The ecosystem is a huge swath of land that encompasses Yellowstone National Park and about 20 million more acres in Montana, Wyoming and Idaho.
According to the National Park Service, the grizzly bear population increased from 136 in 1975 to a peak estimated population of 757 in 2014. The 2019 population estimate was 728 bears in the Greater Yellowstone.
Daines said in a video press release that it was clear the grizzly bear population had recovered in the region.
“The science is very clear, the grizzly bear population has more than recovered in the Greater Yellowstone Ecosystem,” he said.
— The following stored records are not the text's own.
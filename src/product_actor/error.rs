//! Error types for the Product actor.

use crate::framework::FrameworkError;
use std::time::Duration;
use thiserror::Error;

/// Errors that can occur during product catalog operations.
#[derive(Debug, Error)]
pub enum ProductError {
    /// The requested product was not found.
    #[error("Product not found: {0}")]
    NotFound(String),

    /// The provided price is negative or not a finite number.
    #[error("Invalid price: {0}")]
    InvalidPrice(f64),

    /// The actor did not answer in time; the operation may not have happened.
    #[error("Product actor timed out after {0:?}")]
    Timeout(Duration),

    /// An error occurred while communicating with the actor system.
    #[error("Actor communication error: {0}")]
    ActorCommunicationError(String),
}

impl From<FrameworkError> for ProductError {
    fn from(e: FrameworkError) -> Self {
        match e.downcast_entity::<ProductError>() {
            Ok(err) => err,
            Err(FrameworkError::NotFound(id)) => ProductError::NotFound(id),
            Err(FrameworkError::Timeout(d)) => ProductError::Timeout(d),
            Err(other) => ProductError::ActorCommunicationError(other.to_string()),
        }
    }
}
But the press release also included a video of a Bynum rancher raising concerns about grizzlies on his ranch. There’s just one problem with that — Bynum is north of Choteau — and part of the Northern Continental Divide Ecosystem. Daines's bill doesn’t attempt to delist that population grizzlies.
The NCDE is about 8 million acres along the Continental Divide. It contains a little more than 1,000 bears, including about 300 that live in Glacier National Park.
Federal courts have ruled that the grizzly bear can’t be delisted until there’s evidence of genetic connectivity between the two populations.
Also, other large swaths of public land, most notably the Selway-Bitterroot, and Cabinet-Yaak, still don’t have viable populations of grizzly bears, though they historically did.
This is not the first time lawmakers have tried to trump court rulings to delist a species. The gray wolf was delisted in Idaho, Montana and Wyoming legislatively as well.
Delisting grizzlies could open them to hunting. There hasn’t been a grizzly bear hunt in Montana since the early 1990s.